___ Source records ___
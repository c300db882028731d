use std::io;

use thiserror::Error;

pub type CompileResult<T> = Result<T, CompileError>;

/// Every way a session can fail. All of them end the session.
#[derive(Debug, Error)]
pub enum CompileError {
    #[error("mismatched parenthesis")]
    MismatchedParen,
    #[error("number or identifier expected")]
    ExpectedNumOrIdent,
    #[error("variable not defined: {0}")]
    Undefined(String),
    #[error("out of memory: symbol table holds at most {0} variables")]
    TableFull(usize),
    /// Kept for completeness of the taxonomy; the tree cannot represent an
    /// assignment to anything but an identifier.
    #[error("lvalue required as an operand")]
    NotLvalue,
    #[error("divide by constant zero")]
    DivByZero,
    #[error("syntax error")]
    Syntax,
    #[error("incdec not followed by id")]
    NotIncDecIdent,
    #[error("failed to write program text")]
    Io(#[from] io::Error),
}

impl CompileError {
    /// Errors that terminate the program with `EXIT 1`. A broken output sink
    /// cannot receive that instruction.
    pub fn is_reported(&self) -> bool {
        !matches!(self, CompileError::Io(_))
    }
}
/// Knobs of a compilation session. `Default` reproduces the reference
/// machine: 4-byte words, 64 variables, reading an undefined name is fatal.
#[derive(Clone, Debug, PartialEq, Eq)]
pub struct Config {
    pub word_size: usize,
    pub table_capacity: usize,
    /// Declare unknown variables at 0 when they are read instead of failing.
    pub declare_on_read: bool,
}

impl Default for Config {
    fn default() -> Self {
        Self {
            word_size: 4,
            table_capacity: 64,
            declare_on_read: false,
        }
    }
}
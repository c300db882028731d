use clap::Parser;
use exprcc::cli::Args;
use exprcc::{compile, Config, Outcome};
use tracing::Level;

fn args(flags: &[&str]) -> Args {
    Args::try_parse_from(std::iter::once("exprcc").chain(flags.iter().copied())).unwrap()
}

fn failed() -> Outcome {
    let (_, outcome) = compile("x = 1 / 0\n", &Config::default()).unwrap();
    assert!(!outcome.is_success());
    outcome
}

#[test]
fn defaults_match_config() {
    let args = args(&[]);
    let config = args.config();
    let default = Config::default();
    assert_eq!(config.word_size, default.word_size);
    assert_eq!(config.table_capacity, default.table_capacity);
    assert!(!config.declare_on_read);
    assert_eq!(args.log_level(), Level::WARN);
}

#[test]
fn word_size_is_bounded() {
    for bad in ["0", "4096", "-4", "18446744073709551616"] {
        let parsed = Args::try_parse_from(["exprcc", "--word-size", bad]);
        assert!(parsed.is_err(), "--word-size {bad} was accepted");
    }

    assert_eq!(args(&["--word-size", "8"]).config().word_size, 8);
    assert_eq!(args(&["--word-size", "1024"]).config().word_size, 1024);
}

#[test]
fn exit_status_follows_outcome() {
    assert_eq!(args(&[]).exit_status(&Outcome::Success), 0);
    assert_eq!(args(&[]).exit_status(&failed()), 1);

    let zero = args(&["--zero-exit"]);
    assert_eq!(zero.exit_status(&failed()), 0);
    assert_eq!(zero.exit_status(&Outcome::Success), 0);
}

#[test]
fn verbosity_levels() {
    assert_eq!(args(&["-v"]).log_level(), Level::INFO);
    assert_eq!(args(&["-vv"]).log_level(), Level::DEBUG);
    assert_eq!(args(&["-vvvv"]).log_level(), Level::TRACE);
    assert_eq!(args(&["--dump-tree"]).log_level(), Level::INFO);
    assert_eq!(args(&["--dump-tree", "-vv"]).log_level(), Level::DEBUG);
}
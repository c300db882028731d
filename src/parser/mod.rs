mod expr;
mod parser;

pub use expr::*;
pub use parser::*;
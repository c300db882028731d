use std::io::Write;

use tracing::{debug, error, info};

use crate::{
    analyzer::SymbolTable,
    codegen::Codegen,
    config::Config,
    error::{CompileError, CompileResult},
    lexer::Lexer,
    parser::{Parser, Statement},
};

/// How a session ended. Both cases leave a complete program in the output.
#[derive(Debug)]
pub enum Outcome {
    /// Input exhausted, `EXIT 0` emitted.
    Success,
    /// A fatal error stopped the session, `EXIT 1` emitted.
    Failure(CompileError),
}

impl Outcome {
    pub fn is_success(&self) -> bool {
        matches!(self, Outcome::Success)
    }

    /// Operand of the final `EXIT` instruction.
    pub fn code(&self) -> i32 {
        match self {
            Outcome::Success => 0,
            Outcome::Failure(_) => 1,
        }
    }
}

/// All state of one compilation: the parser with its lookahead token and
/// the code generator with the symbol table and register counter.
pub struct Session<'a, W: Write> {
    parser: Parser<'a>,
    codegen: Codegen<W>,
    statement_line: usize,
    dump_tree: bool,
}

impl<'a, W: Write> Session<'a, W> {
    pub fn new(input: &'a str, out: W, config: &Config) -> Self {
        Self {
            parser: Parser::new(Lexer::new(input)),
            codegen: Codegen::new(SymbolTable::new(config), out),
            statement_line: 1,
            dump_tree: false,
        }
    }

    /// Log every statement tree in prefix form.
    pub fn dump_tree(mut self, enabled: bool) -> Self {
        self.dump_tree = enabled;
        self
    }

    pub fn symbol_table(&self) -> &SymbolTable {
        self.codegen.symbol_table()
    }

    pub fn into_inner(self) -> W {
        self.codegen.into_inner()
    }

    /// Compile the whole input. Compile errors become `EXIT 1` and an
    /// `Outcome::Failure`; only a failing output sink is returned as `Err`.
    pub fn run(&mut self) -> CompileResult<Outcome> {
        match self.compile() {
            Ok(statements) => {
                info!(statements, "compilation finished");
                Ok(Outcome::Success)
            }
            Err(err) if err.is_reported() => {
                error!(line = self.statement_line, "{err}");
                self.codegen.gen_failure()?;
                Ok(Outcome::Failure(err))
            }
            Err(err) => Err(err),
        }
    }

    fn compile(&mut self) -> CompileResult<usize> {
        self.codegen.gen_prologue()?;

        let mut statements = 0;
        loop {
            self.statement_line = self.parser.line();
            match self.parser.parse_statement()? {
                Statement::Eof => break,
                Statement::Empty => (),
                Statement::Expr(expr) => {
                    if self.dump_tree {
                        info!(line = self.statement_line, tree = %expr, "parsed statement");
                    }
                    let value = self.codegen.gen_statement(&expr)?;
                    debug!(line = self.statement_line, value, "compiled statement");
                    statements += 1;
                }
            }
        }

        self.codegen.gen_epilogue()?;
        Ok(statements)
    }
}
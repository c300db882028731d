mod symbol_table;

pub use symbol_table::*;
use std::{iter::Peekable, str::Chars};

use super::{Token, TokenKind, MAX_LEXEME_LEN, ONE_SYMBOL_TOKENS, TWO_SYMBOLS_TOKENS};

/// Pull-based tokenizer. Produces one token per call and never looks more
/// than one character past the token it is building.
#[derive(Debug)]
pub struct Lexer<'a> {
    chars: Peekable<Chars<'a>>,
    line: usize,
}

impl<'a> Lexer<'a> {
    pub fn new(input: &'a str) -> Self {
        Self {
            chars: input.chars().peekable(),
            line: 1,
        }
    }

    /// Line the next token will start on, counting from 1.
    pub fn line(&self) -> usize {
        self.line
    }

    pub fn next_token(&mut self) -> Token {
        while self.chars.next_if(|&c| c == ' ' || c == '\t').is_some() {}

        let Some(c) = self.chars.next() else {
            return Token::new(TokenKind::Eof, "");
        };

        if c.is_ascii_digit() {
            self.parse_run(c, TokenKind::Num, |c| c.is_ascii_digit())
        } else if c.is_ascii_alphabetic() {
            self.parse_run(c, TokenKind::Ident, |c| {
                c.is_ascii_alphanumeric() || c == '_'
            })
        } else if c == '\n' {
            self.line += 1;
            Token::new(TokenKind::Newline, "")
        } else if let Some(token) = self.parse_symbol(c) {
            token
        } else {
            Token::new(TokenKind::Unknown, c.to_string())
        }
    }

    fn parse_run(&mut self, first: char, kind: TokenKind, accept: impl Fn(char) -> bool) -> Token {
        let mut text = String::from(first);
        while let Some(c) = self.chars.next_if(|&c| accept(c)) {
            if text.len() < MAX_LEXEME_LEN {
                text.push(c);
            }
        }
        Token::new(kind, text)
    }

    fn parse_symbol(&mut self, c: char) -> Option<Token> {
        if let Some(&next) = self.chars.peek() {
            let s: String = [c, next].iter().collect();
            if let Some(kind) = TWO_SYMBOLS_TOKENS.get(s.as_str()) {
                self.chars.next();
                return Some(Token::new(*kind, s));
            }
        }

        ONE_SYMBOL_TOKENS
            .get(&c)
            .map(|kind| Token::new(*kind, c.to_string()))
    }

    /// Tokenize the whole input, ending with the `Eof` token.
    pub fn tokenize(input: &str) -> Vec<Token> {
        let mut lexer = Lexer::new(input);
        let mut tokens = vec![];

        loop {
            let token = lexer.next_token();
            let done = token.kind == TokenKind::Eof;
            tokens.push(token);
            if done {
                return tokens;
            }
        }
    }
}
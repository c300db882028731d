pub mod analyzer;
pub mod cli;
pub mod codegen;
pub mod config;
pub mod error;
pub mod lexer;
pub mod parser;
pub mod session;

pub use config::Config;
pub use error::{CompileError, CompileResult};
pub use session::{Outcome, Session};

/// Compile `input` into program text held in memory.
pub fn compile(input: &str, config: &Config) -> CompileResult<(String, Outcome)> {
    let mut session = Session::new(input, Vec::new(), config);
    let outcome = session.run()?;
    let text = String::from_utf8_lossy(&session.into_inner()).into_owned();
    Ok((text, outcome))
}
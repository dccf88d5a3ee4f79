use serde::{Deserialize, Serialize};
use std::env;

pub const UNKNOWN: &str = "unknown";

/// Where this process is running, as reported by the orchestrator.
#[derive(Debug, Clone, PartialEq, Eq, Serialize, Deserialize)]
pub struct PodIdentity {
    pub pod_name: String,
    pub pod_ip: String,
    pub node_name: String,
}

impl PodIdentity {
    /// Read `HOSTNAME`, `POD_IP` and `NODE_NAME` from the live environment.
    pub fn from_env() -> Self {
        Self::from_lookup(|key| env::var(key).ok())
    }

    pub fn from_lookup(lookup: impl Fn(&str) -> Option<String>) -> Self {
        let read = |key: &str| lookup(key).unwrap_or_else(|| UNKNOWN.to_string());
        Self {
            pod_name: read("HOSTNAME"),
            pod_ip: read("POD_IP"),
            node_name: read("NODE_NAME"),
        }
    }
}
___
## [Work required]
Output the lines above between the one holding "impl<'a, W: Write>" and the one holding "self.codegen.symbol_table()", inclusive, with nothing before or after them.

## [Result]
impl<'a, W: Write> Session<'a, W> {
    pub fn new(input: &'a str, out: W, config: &Config) -> Self {
        Self {
            parser: Parser::new(Lexer::new(input)),
            codegen: Codegen::new(SymbolTable::new(config), out),
            statement_line: 1,
            dump_tree: false,
        }
    }

    /// Log every statement tree in prefix form.
    pub fn dump_tree(mut self, enabled: bool) -> Self {
        self.dump_tree = enabled;
        self
    }

    pub fn symbol_table(&self) -> &SymbolTable {
        self.codegen.symbol_table()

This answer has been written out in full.